Wednesday, January 28, 2009

Welcome to Jesus and Clio!

First, thanks to Jailer for introducing me to this particular Blog format - much more user friendly than my previous blog and hopefully, it will generate much more discussion than the other. I'll be learning as I go and welcome your feedback as we grow. This blog is designed as a forum for Christian teachers, public and private who want to interact with other teachers in any of the myriad disciplines that are part of our educational system - anywhere in the world! Primarily, my discipline has been History but this forum is welcome to any and all who share the vision of Christian teachers who want to encourage and sharpen one another in our calling to train the next generation of Christian citizens and lovers of Jesus Christ. Originally, my vision came out of my isolation. At my previous school (Pine Castle Christian Academy, Orlando) I taught alongside only two other high school teachers. Now, I am one of only two social studies teachers who manage the entire social studies curriculum for the middle and high school grades. I often wonder if there is anyone else out there who feels as isolated as I have for the past three years. I've looked for a venue to share ideas, frustrations, snippets of what I've been reading, and have found nothing really for anyone in the social studies arena. So, here it is. Still, I'd like to emphasize that this blog isn't limited to scholars in my discipline. If you have a heart for God, for your students, and for honest scholarship this is the place for you. Sure, there are organizations such as the NCSS and many Christians are a part of them, but there is nothing that truly allows Christian teachers to network informally. So, if there is anyone out there, help me end the isolation and in true koinonia, use this forum to strengthen each other. Each of us has strengths, gifts, insights, and experiences that we can all profit from to make ourselves better scholars and better disciples of our Lord. So, if you have insights to share, this forum is for you! Let's hear from you!One of the first entires I'll be making in the very near future will deal with Christian historiography. What does it really mean to be a Christian and a historian? What are the opportunities and dangers inherent in a Christian interpretation of history?More to come on that!
Oh, by the way, Clio was the Greek muse of History. Imagine that! We have our very own muse. Very cool! And we intend to keep her.

Resources to keep your Christian Integration sharp

Here is an excellent resource just for the US history teacher. http://www.amazon.com/Religious-History-America-American-Colonial/dp/0060630566/ref=sr_1_8?ie=UTF8&s=books&qid=1215181409&sr=1-8

This next is one is primarily for the students. Unfortunately, it is out of print but is written by the best Christian scholars (Mark Noll, George Marsden, Harry Stout, Edwin Gaustad, etc.). As you can see, you can get it used for very little cash.
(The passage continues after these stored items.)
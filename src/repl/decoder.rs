// パス: src/repl/decoder.rs
// 役割: Terminal input decoder mapping raw bytes and escape sequences to logical keys
// 意図: Isolate byte classification and the CRLF debounce from buffer editing
// 関連ファイル: src/repl/session.rs, src/repl/input.rs, src/repl/line_editor.rs
//! 入力デコーダ。
//!
//! 生のバイトを 1 つずつ受け取り、論理キーへ変換する。`ESC` を受けたら続く 2 バイトを
//! 読んで矢印・Home/End に対応づける。改行の直後 20ms 以内に届いた改行は、CRLF が
//! LF LF に変換された結果とみなして無視する。

use std::io;
use std::time::Duration;

use tokio::io::AsyncRead;
use tokio::time::Instant;
use tracing::trace;

use super::input::SharedInput;
pub use super::interrupt::CTRL_C;

pub const CTRL_A: u8 = 0x01;
pub const CTRL_B: u8 = 0x02;
pub const CTRL_D: u8 = 0x04;
pub const CTRL_E: u8 = 0x05;
pub const BACKSPACE: u8 = 0x08;
pub const LF: u8 = 0x0A;
pub const ESC: u8 = 0x1B;
pub const DEL: u8 = 0x7F;

/// 既定の CRLF デバウンス幅。
pub const DEFAULT_DEBOUNCE: Duration = Duration::from_millis(20);

/// デコード結果の論理キー。
#[derive(Debug, Clone, Copy, PartialEq, Eq)]
pub enum Key {
    Printable(u8),
    Enter,
    Backspace,
    InterruptRequested,
    EndOfInput,
    EnterPasteMode,
    MoveLeft,
    MoveRight,
    Home,
    End,
    HistoryPrev,
    HistoryNext,
    Ignored,
}

/// 1 バイト分の分類結果。`Escape` の場合は続く 2 バイトが必要になる。
#[derive(Debug, Clone, Copy, PartialEq, Eq)]
pub enum Decoded {
    Key(Key),
    Escape,
}

/// デバウンス状態（直前のバイトとその到着時刻）を持つデコーダ。
#[derive(Debug, Clone)]
pub struct InputDecoder {
    last_byte: u8,
    last_at: Option<Instant>,
    window: Duration,
}

impl Default for InputDecoder {
    fn default() -> Self {
        Self::new(DEFAULT_DEBOUNCE)
    }
}

impl InputDecoder {
    pub fn new(window: Duration) -> Self {
        Self {
            last_byte: 0,
            last_at: None,
            window,
        }
    }

    /// 1 バイトを分類する。デバウンス状態は抑止の有無にかかわらず毎回更新する。
    pub fn feed(&mut self, byte: u8, at: Instant, paste: bool) -> Decoded {
        let prev_byte = self.last_byte;
        let prev_at = self.last_at;
        self.last_byte = byte;
        self.last_at = Some(at);

        let key = match byte {
            0x20..=0x7E => Key::Printable(byte),
            LF if paste => Key::Enter,
            LF => {
                let duplicated = prev_byte == LF
                    && prev_at.is_some_and(|t| at.saturating_duration_since(t) < self.window);
                if duplicated {
                    trace!("duplicate line feed within debounce window");
                    Key::Ignored
                } else {
                    Key::Enter
                }
            }
            BACKSPACE | DEL => Key::Backspace,
            CTRL_A | CTRL_B => Key::Ignored,
            CTRL_C => Key::InterruptRequested,
            CTRL_D => Key::EndOfInput,
            CTRL_E => Key::EnterPasteMode,
            ESC => return Decoded::Escape,
            _ => Key::Ignored,
        };
        Decoded::Key(key)
    }

    /// 次のキーを読み取る。エスケープシーケンスの場合は続く 2 バイトもここで読む。
    pub async fn next_key<R: AsyncRead + Unpin>(
        &mut self,
        input: &SharedInput<R>,
        paste: bool,
    ) -> io::Result<Key> {
        let byte = input.read_byte().await?;
        match self.feed(byte, Instant::now(), paste) {
            Decoded::Key(key) => Ok(key),
            Decoded::Escape => {
                let seq = input.read_exact(2).await?;
                Ok(escape_key(&seq))
            }
        }
    }
}

/// `ESC` に続く 2 バイトを論理キーへ写像する。未知の並びは `Ignored`。
pub fn escape_key(seq: &[u8]) -> Key {
    match seq {
        b"[A" => Key::HistoryPrev,
        b"[B" => Key::HistoryNext,
        b"[D" => Key::MoveLeft,
        b"[C" => Key::MoveRight,
        b"[H" => Key::Home,
        b"[F" => Key::End,
        other => {
            trace!(?other, "unrecognized escape sequence");
            Key::Ignored
        }
    }
}

#[cfg(test)]
mod tests {
    use super::*;

    fn key(decoder: &mut InputDecoder, byte: u8, at: Instant) -> Key {
        match decoder.feed(byte, at, false) {
            Decoded::Key(k) => k,
            Decoded::Escape => panic!("unexpected escape for {byte:#x}"),
        }
    }

    #[test]
    /// 表示可能文字と制御文字の分類表を検証する。
    fn classify_control_and_printable_bytes() {
        let mut d = InputDecoder::default();
        let t = Instant::now();
        assert_eq!(key(&mut d, b'a', t), Key::Printable(b'a'));
        assert_eq!(key(&mut d, b' ', t), Key::Printable(b' '));
        assert_eq!(key(&mut d, b'~', t), Key::Printable(b'~'));
        assert_eq!(key(&mut d, BACKSPACE, t), Key::Backspace);
        assert_eq!(key(&mut d, DEL, t), Key::Backspace);
        assert_eq!(key(&mut d, CTRL_A, t), Key::Ignored);
        assert_eq!(key(&mut d, CTRL_B, t), Key::Ignored);
        assert_eq!(key(&mut d, CTRL_C, t), Key::InterruptRequested);
        assert_eq!(key(&mut d, CTRL_D, t), Key::EndOfInput);
        assert_eq!(key(&mut d, CTRL_E, t), Key::EnterPasteMode);
        assert_eq!(key(&mut d, b'\r', t), Key::Ignored);
        assert_eq!(key(&mut d, 0xC3, t), Key::Ignored);
        assert_eq!(d.feed(ESC, t, false), Decoded::Escape);
    }

    #[test]
    /// エスケープシーケンス表と未知の並びの扱いを検証する。
    fn escape_table() {
        assert_eq!(escape_key(b"[A"), Key::HistoryPrev);
        assert_eq!(escape_key(b"[B"), Key::HistoryNext);
        assert_eq!(escape_key(b"[C"), Key::MoveRight);
        assert_eq!(escape_key(b"[D"), Key::MoveLeft);
        assert_eq!(escape_key(b"[H"), Key::Home);
        assert_eq!(escape_key(b"[F"), Key::End);
        assert_eq!(escape_key(b"[Z"), Key::Ignored);
        assert_eq!(escape_key(b"OA"), Key::Ignored);
    }

    #[test]
    /// 20ms 未満で連続した LF だけが抑止されることを確認する。
    fn line_feed_debounce_window() {
        let mut d = InputDecoder::default();
        let t0 = Instant::now();
        assert_eq!(key(&mut d, LF, t0), Key::Enter);
        assert_eq!(key(&mut d, LF, t0 + Duration::from_millis(5)), Key::Ignored);
        // 抑止された LF も状態を更新するので、そこから 20ms 以上空ける必要がある
        assert_eq!(key(&mut d, LF, t0 + Duration::from_millis(24)), Key::Ignored);
        assert_eq!(key(&mut d, LF, t0 + Duration::from_millis(50)), Key::Enter);
        assert_eq!(key(&mut d, b'x', t0 + Duration::from_millis(51)), Key::Printable(b'x'));
        assert_eq!(key(&mut d, LF, t0 + Duration::from_millis(52)), Key::Enter);
    }

    #[test]
    /// ペーストモードでは LF がデバウンスされないことを確認する。
    fn paste_mode_bypasses_debounce() {
        let mut d = InputDecoder::default();
        let t0 = Instant::now();
        assert_eq!(d.feed(LF, t0, true), Decoded::Key(Key::Enter));
        assert_eq!(d.feed(LF, t0, true), Decoded::Key(Key::Enter));
    }

    #[tokio::test]
    /// ストリームからエスケープシーケンスを読み取れることを確認する。
    async fn next_key_reads_escape_continuation() {
        let input = SharedInput::new(&b"\x1b[Dq\x1b[Q"[..]);
        let mut d = InputDecoder::default();
        assert_eq!(d.next_key(&input, false).await.unwrap(), Key::MoveLeft);
        assert_eq!(d.next_key(&input, false).await.unwrap(), Key::Printable(b'q'));
        assert_eq!(d.next_key(&input, false).await.unwrap(), Key::Ignored);
        assert!(d.next_key(&input, false).await.is_err());
    }
}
It has loads of primary sources and discusses aspects of America’s religious history as no secular text would even touch. If you decide to get a copy, I’ll be glad to send you the questions I use for several of the readings. I recommend practically anything by the above authors. Marsden is superb on the history of American fundamentalism and Mark Noll's specialty is antebellum America (Check out his book America's God from Jonathan Edwards to Lincoln - pretty detailed treatment). Harry Stout wrote a book a couple years ago called Upon the Altar of the Nation: A Moral History of the Civil War. If you go to Amazon you'll find a mint. http://www.amazon.com/Eerdmans-Handbook-Christianity-America-Mark/dp/0802835821/ref=sr_1_1?ie=UTF8&s=books&qid=1215181685&sr=8-1

Now here's an author that is controversial but a superb historian and an evangelical Christian too. His name is Steven Keillor (no relation to Garrison although he is from Minnesota!) and has written several books, the most recent being God's Judgments: Interpreting History and Christian Faith. Well-documented and poses some fascinating questions on how we can look at the judgment of God as an aspect of history. Case studies include 9/11 and the Civil War among others.

There are many others I could recommend - several anthologies about interpreting history from a Christian perspective but these will keep us all busy for a long time.Enjoy!http://www.amazon.com/Gods-Judgments-Interpreting-History-Christian/dp/0830825657/ref=pd_bbs_sr_1?ie=UTF8&s=books&qid=1215612161&sr=8-1

The Courage to Teach

The Courage to Teach is probably the most significant book about teaching I've ever read. Parker Palmer first wrote this 240 page gem ten years ago and received such favorable acclaim from teachers that he, along with colleagues formed the Center for Courage and Renewal which has reinvigorated thousands of teachers all over the US.
The current edition (just came out in 2007) also includes a CD featuring Palmer and others discussing both his book, its impact, and the work of the Center.
What first attracted me to the book was the back of the jacket. I'd like to share it with you:

"I am a teacher at heart, and there are moments in the classroom when I can hardly hold the joy...But at other moments, the classroom is so lifeless or painful or confused - and I am so powerless to do anything about it - that my claim to be a teacher seems a transparent sham....If you are a teacher who never has bad days, or who has them but does not care, this book is not for you. This book is for teachers who have good days and bad, and whose bad days bring the suffering that comes only from something one loves, It is for teachers who refuse to harden their hearts because they love learners, learning, and the teaching life."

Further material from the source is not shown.